While unwinding of erst-while promoter’s transactions provide a permanent shift in base, EBITDA margins likely to be supported at the current levels on account to productivity improvements and renewed focus on CMO, US generics and Russia business.
We valued JBCP using SOTP based methodology; valuing Domestic franchisee at 7x FY23E EV/Sales and Exports business at 4x FY23E EV/Sales given their inherent quality. We thus initiate coverage on JBCP with BUY rating and target price of INR 2,000 which is ~33% upside on CMP. At our target price, JBCP is available at 26x FY23E PER; on the CMP JBCP trades at 20x FY23E PER.
JBCP to solidify base in leadership brands; growth to be driven by new areas
* JBCP has consistently outperformed the IPM on the back of its 5 mega brand groups contributing >85% of its domestic sales.

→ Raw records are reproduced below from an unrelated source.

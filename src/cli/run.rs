use dialoguer::{theme::ColorfulTheme, Select};

use crate::{
    cli::cli::MenuAction,
    models::{CliApp, Result},
};
use tracing::error;

impl CliApp {
    pub async fn run(&self) -> Result<()> {
        println!("\n🧲 Welcome to Swift Leads!");
        println!("═══════════════════════════════════════");

        // Show the pipeline before the first prompt
        self.show_lead_stats().await?;

        loop {
            let actions = vec![
                MenuAction::StartApiServer,
                MenuAction::ManageLeads,
                MenuAction::SubmitContactForm,
                MenuAction::QuickChatMessage,
                MenuAction::RequestWebsiteAudit,
                MenuAction::ShowLeadStats,
                MenuAction::Exit,
            ];

            let selection = Select::with_theme(&ColorfulTheme::default())
                .with_prompt("\nSelect an action")
                .default(0)
                .items(&actions)
                .interact()?;

            match &actions[selection] {
                MenuAction::StartApiServer => {
                    if let Err(e) = self.run_server().await {
                        error!("API server exited with an error: {}", e);
                    }
                }
                MenuAction::ManageLeads => {
                    if let Err(e) = self.run_manage_leads().await {
                        error!("Admin console failed: {}", e);
                    }
                }
                MenuAction::SubmitContactForm => {
                    if let Err(e) = self.run_contact_form().await {
                        error!("Contact form failed: {}", e);
                    }
                }
                MenuAction::QuickChatMessage => {
                    if let Err(e) = self.run_quick_chat().await {
                        error!("Quick chat failed: {}", e);
                    }
                }
                MenuAction::RequestWebsiteAudit => {
                    if let Err(e) = self.run_audit_request().await {
                        error!("Audit request failed: {}", e);
                    }
                }
                MenuAction::ShowLeadStats => {
                    if let Err(e) = self.show_lead_stats().await {
                        error!("Failed to show stats: {}", e);
                    }
                }
                MenuAction::Exit => {
                    println!("\n👋 Thanks for using Swift Leads!");
                    break;
                }
            }
        }

        Ok(())
    }
}
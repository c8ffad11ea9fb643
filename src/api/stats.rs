// src/api/stats.rs
use rocket::{get, serde::json::Json, State};
use serde::{Deserialize, Serialize};
use tracing::error;

use crate::db;
use crate::models::LeadStats;
use crate::server::ServerState;

/// Envelope every endpoint answers with. Deserializable too because the
/// admin console and the intake client consume the same surface.
#[derive(Debug, Serialize, Deserialize)]
pub struct ApiResponse<T> {
    pub success: bool,
    pub data: Option<T>,
    pub error: Option<String>,
}

impl<T> ApiResponse<T> {
    pub fn success(data: T) -> Self {
        Self {
            success: true,
            data: Some(data),
            error: None,
        }
    }

    pub fn error(message: String) -> Self {
        Self {
            success: false,
            data: None,
            error: Some(message),
        }
    }

    /// Client-side unwrap: a success envelope without data is treated as a
    /// backend fault, not a client bug.
    pub fn into_result(self) -> std::result::Result<T, String> {
        if self.success {
            self.data
                .ok_or_else(|| "backend response missing data".to_string())
        } else {
            Err(self
                .error
                .unwrap_or_else(|| "backend reported a failure".to_string()))
        }
    }
}

#[get("/leads/stats")]
pub async fn get_lead_stats(state: &State<ServerState>) -> Json<ApiResponse<LeadStats>> {
    match db::lead_stats(&state.db_pool).await {
        Ok(stats) => Json(ApiResponse::success(stats)),
        Err(e) => {
            error!("Failed to aggregate lead stats: {}", e);
            Json(ApiResponse::error(e.to_string()))
        }
    }
}

#[cfg(test)]
mod tests {
    use super::*;

    #[test]
    fn into_result_unwraps_success() {
        let envelope = ApiResponse::success(7);
        assert_eq!(envelope.into_result().unwrap(), 7);
    }

    #[test]
    fn into_result_surfaces_backend_error() {
        let envelope: ApiResponse<i32> = ApiResponse::error("Lead not found".to_string());
        assert_eq!(envelope.into_result().unwrap_err(), "Lead not found");
    }

    #[test]
    fn into_result_rejects_empty_success() {
        let envelope: ApiResponse<i32> = ApiResponse {
            success: true,
            data: None,
            error: None,
        };
        assert!(envelope.into_result().is_err());
    }
}
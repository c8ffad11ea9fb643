// src/admin/mod.rs
//
// HTTP client side of the admin console. Every mutation is followed by a
// wholesale re-fetch of both the filtered list and the aggregate stats;
// there is no local patching and no optimistic update. In-flight fetches
// are never cancelled, so a fast filter change can in principle be
// overtaken by a stale response.
use reqwest::Client;
use tracing::debug;
use url::Url;

use crate::api::leads::{DeleteReceipt, StatusUpdate};
use crate::api::stats::ApiResponse;
use crate::models::{Lead, LeadStats, LeadStatus, Result};

/// One wholesale snapshot of the console's view: the current filtered list
/// plus the filter-independent aggregate counts.
#[derive(Debug)]
pub struct LeadBoard {
    pub leads: Vec<Lead>,
    pub stats: LeadStats,
}

impl LeadBoard {
    pub fn is_empty(&self) -> bool {
        self.leads.is_empty()
    }
}

#[derive(Debug, PartialEq, Eq)]
pub enum DeleteOutcome {
    Deleted,
    /// The operator declined the confirmation prompt; no call was issued.
    Cancelled,
}

pub struct AdminConsole {
    base: Url,
    http: Client,
}

impl AdminConsole {
    pub fn new(base_url: &str) -> Result<Self> {
        let base = Url::parse(base_url)?;
        Ok(Self {
            base,
            http: Client::new(),
        })
    }

    /// List and stats are fetched together and joined before the view is
    /// replaced.
    pub async fn fetch_board(&self, filter: Option<LeadStatus>) -> Result<LeadBoard> {
        let (leads, stats) = tokio::join!(self.list_leads(filter), self.lead_stats());
        Ok(LeadBoard {
            leads: leads?,
            stats: stats?,
        })
    }

    pub async fn list_leads(&self, filter: Option<LeadStatus>) -> Result<Vec<Lead>> {
        let mut url = self.base.join("api/leads")?;
        if let Some(status) = filter {
            url.query_pairs_mut().append_pair("status", status.as_str());
        }

        debug!("GET {}", url);
        let envelope: ApiResponse<Vec<Lead>> = self.http.get(url).send().await?.json().await?;
        envelope.into_result().map_err(Into::into)
    }

    pub async fn lead_stats(&self) -> Result<LeadStats> {
        let url = self.base.join("api/leads/stats")?;
        let envelope: ApiResponse<LeadStats> = self.http.get(url).send().await?.json().await?;
        envelope.into_result().map_err(Into::into)
    }

    pub async fn update_status(&self, id: &str, status: LeadStatus) -> Result<()> {
        let mut url = self.base.join(&format!("api/leads/{}/status", id))?;
        url.query_pairs_mut().append_pair("status", status.as_str());

        debug!("PATCH {}", url);
        let envelope: ApiResponse<StatusUpdate> =
            self.http.patch(url).send().await?.json().await?;
        envelope.into_result().map_err(Into::into).map(|_| ())
    }

    /// The confirmation decision is made by the caller (the console prompt);
    /// without it this is a no-op and nothing goes over the wire.
    pub async fn delete_lead(&self, id: &str, confirmed: bool) -> Result<DeleteOutcome> {
        if !confirmed {
            debug!("Deletion of {} cancelled at the prompt", id);
            return Ok(DeleteOutcome::Cancelled);
        }

        let url = self.base.join(&format!("api/leads/{}", id))?;
        debug!("DELETE {}", url);
        let envelope: ApiResponse<DeleteReceipt> =
            self.http.delete(url).send().await?.json().await?;
        envelope.into_result()?;
        Ok(DeleteOutcome::Deleted)
    }
}

#[cfg(test)]
mod tests {
    use super::*;
    use chrono::Utc;

    #[tokio::test]
    async fn unconfirmed_delete_issues_no_call() {
        // Nothing listens on this port; a network attempt would error.
        let console = AdminConsole::new("http://127.0.0.1:9").unwrap();
        let outcome = console.delete_lead("abc", false).await.unwrap();
        assert_eq!(outcome, DeleteOutcome::Cancelled);
    }

    #[test]
    fn board_reports_empty_state() {
        let stats = LeadStats {
            total: 0,
            new: 0,
            contacted: 0,
            converted: 0,
        };
        let board = LeadBoard {
            leads: Vec::new(),
            stats,
        };
        assert!(board.is_empty());

        let board = LeadBoard {
            leads: vec![Lead {
                id: "1".to_string(),
                name: "Jane".to_string(),
                email: "jane@x.com".to_string(),
                trade: "Plumber".to_string(),
                areas: "Reading".to_string(),
                message: "Need a quote".to_string(),
                status: LeadStatus::New,
                created_at: Utc::now(),
            }],
            stats,
        };
        assert!(!board.is_empty());
    }
}
use tracing::info;

use crate::config::Config;
use crate::content::ContentCatalog;
use crate::db::DbPool;
use crate::models::{CliApp, Result};

#[derive(Debug, Clone)]
pub enum MenuAction {
    StartApiServer,
    ManageLeads,
    SubmitContactForm,
    QuickChatMessage,
    RequestWebsiteAudit,
    ShowLeadStats,
    Exit,
}

impl std::fmt::Display for MenuAction {
    fn fmt(&self, f: &mut std::fmt::Formatter<'_>) -> std::fmt::Result {
        match self {
            MenuAction::StartApiServer => {
                write!(f, "🚀 Start the leads API server")
            }
            MenuAction::ManageLeads => {
                write!(f, "🗂️  Manage captured leads (admin console)")
            }
            MenuAction::SubmitContactForm => {
                write!(f, "📬 Submit a contact form enquiry")
            }
            MenuAction::QuickChatMessage => {
                write!(f, "💬 Send a quick chat message")
            }
            MenuAction::RequestWebsiteAudit => {
                write!(f, "🔍 Request a free website audit")
            }
            MenuAction::ShowLeadStats => write!(f, "📊 Show lead statistics"),
            MenuAction::Exit => write!(f, "🚪 Exit"),
        }
    }
}

impl CliApp {
    pub async fn new(config: Config, db_pool: DbPool) -> Result<Self> {
        // Static site content, built once for the lifetime of the process
        let catalog = ContentCatalog::load();

        // The backend base URL is the one env-driven setting
        let backend_url = std::env::var("BACKEND_URL")
            .unwrap_or_else(|_| config.backend.base_url.clone());
        info!("Backend base URL: {}", backend_url);

        Ok(Self {
            config,
            db_pool,
            catalog,
            backend_url,
        })
    }
}
use chrono::{DateTime, Utc};
use rocket::FromFormField;
use serde::{Deserialize, Serialize};
use std::fmt;

use crate::{config::Config, content::ContentCatalog, db::DbPool};

pub type Result<T> = std::result::Result<T, Box<dyn std::error::Error + Send + Sync>>;

/// Pipeline position of a captured lead. Stored as lowercase text and used
/// verbatim as the `status` query value on the API.
#[derive(Debug, Clone, Copy, PartialEq, Eq, Serialize, Deserialize, FromFormField)]
#[serde(rename_all = "lowercase")]
pub enum LeadStatus {
    #[field(value = "new")]
    New,
    #[field(value = "contacted")]
    Contacted,
    #[field(value = "converted")]
    Converted,
}

impl LeadStatus {
    pub fn as_str(&self) -> &'static str {
        match self {
            LeadStatus::New => "new",
            LeadStatus::Contacted => "contacted",
            LeadStatus::Converted => "converted",
        }
    }

    pub fn parse(value: &str) -> Option<Self> {
        match value {
            "new" => Some(LeadStatus::New),
            "contacted" => Some(LeadStatus::Contacted),
            "converted" => Some(LeadStatus::Converted),
            _ => None,
        }
    }

    pub const ALL: [LeadStatus; 3] = [LeadStatus::New, LeadStatus::Contacted, LeadStatus::Converted];
}

impl fmt::Display for LeadStatus {
    fn fmt(&self, f: &mut fmt::Formatter<'_>) -> fmt::Result {
        write!(f, "{}", self.as_str())
    }
}

#[derive(Debug, Clone, Serialize, Deserialize)]
pub struct Lead {
    pub id: String,
    pub name: String,
    pub email: String,
    pub trade: String,
    pub areas: String,
    pub message: String,
    pub status: LeadStatus,
    pub created_at: DateTime<Utc>,
}

/// Creation payload: everything the visitor supplies. The store assigns id,
/// created_at and the initial `new` status.
#[derive(Debug, Clone, Serialize, Deserialize)]
pub struct NewLead {
    pub name: String,
    pub email: String,
    pub trade: String,
    pub areas: String,
    pub message: String,
}

#[derive(Debug, Clone, Copy, Serialize, Deserialize)]
pub struct LeadStats {
    pub total: i64,
    pub new: i64,
    pub contacted: i64,
    pub converted: i64,
}

/// Uptime-ping record kept alongside the leads.
#[derive(Debug, Clone, Serialize, Deserialize)]
pub struct StatusCheck {
    pub id: String,
    pub client_name: String,
    pub timestamp: DateTime<Utc>,
}

pub struct CliApp {
    pub config: Config,
    pub db_pool: DbPool,
    pub catalog: ContentCatalog,
    pub backend_url: String,
}

#[cfg(test)]
mod tests {
    use super::*;

    #[test]
    fn status_round_trips_through_text() {
        for status in LeadStatus::ALL {
            assert_eq!(LeadStatus::parse(status.as_str()), Some(status));
        }
    }

    #[test]
    fn status_rejects_unknown_values() {
        assert_eq!(LeadStatus::parse("archived"), None);
        assert_eq!(LeadStatus::parse("New"), None);
        assert_eq!(LeadStatus::parse(""), None);
    }

    #[test]
    fn status_serializes_lowercase() {
        let json = serde_json::to_string(&LeadStatus::Contacted).unwrap();
        assert_eq!(json, "\"contacted\"");

        let back: LeadStatus = serde_json::from_str("\"converted\"").unwrap();
        assert_eq!(back, LeadStatus::Converted);
    }
}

JBCP has posted superior growth in these mega brands where it has >50% market share.
* With the new management in place post acquisition by KKR, as per us the growth will be led by higher MR productivity (10-12%), new therapys (Nephro & Pediateric divisions) and increased pace of launches in key chronic therapies.
EBITDA margins likely to sustain; War-chest ready for an inorganic acquisition
* Renewed focus on higher margins segments such as CMO, US generics and Russia business under the new management to be margin accretive, as per us improvements should be visible post H2FY22.
* Beyond productivity gains, there is a permanent shift in EBITDA margin base with unwinding of related party transactions (>200bps).
* JBCP’s positioning in terms of cash balances and current investments (INR 706crs for FY21), superior free cash flow generations (INR 350crs for FY22E) and lower debt levels give it significant war chest to pursue inorganic acquisitions
Superior execution in the domestic segment; deserving of higher multiples
* Dominant legacy brands in the domestic market ensures strong stream of cashflows enabling the high pedigree management to pursue new growth initiatives in CRAMs, US generics and Russia with renewed focus.
* Domestic franchisee (>85% from mega brands) enjoy enormous brand equity which allows them to earn >35% EBITDA margins. We believe it is deserving of much higher multiples, thus valuing at 7x FY23E EV/Sales while export business at 4x FY23E EV/Sales.
* We thus initiate coverage on JBCP with Buy rating and target price of INR 2,000 which is ~33% upside on CMP. At our target price, JBCP is available at 26x FY23E PER; on the CMP JBCP trades at 20x FY23E PER.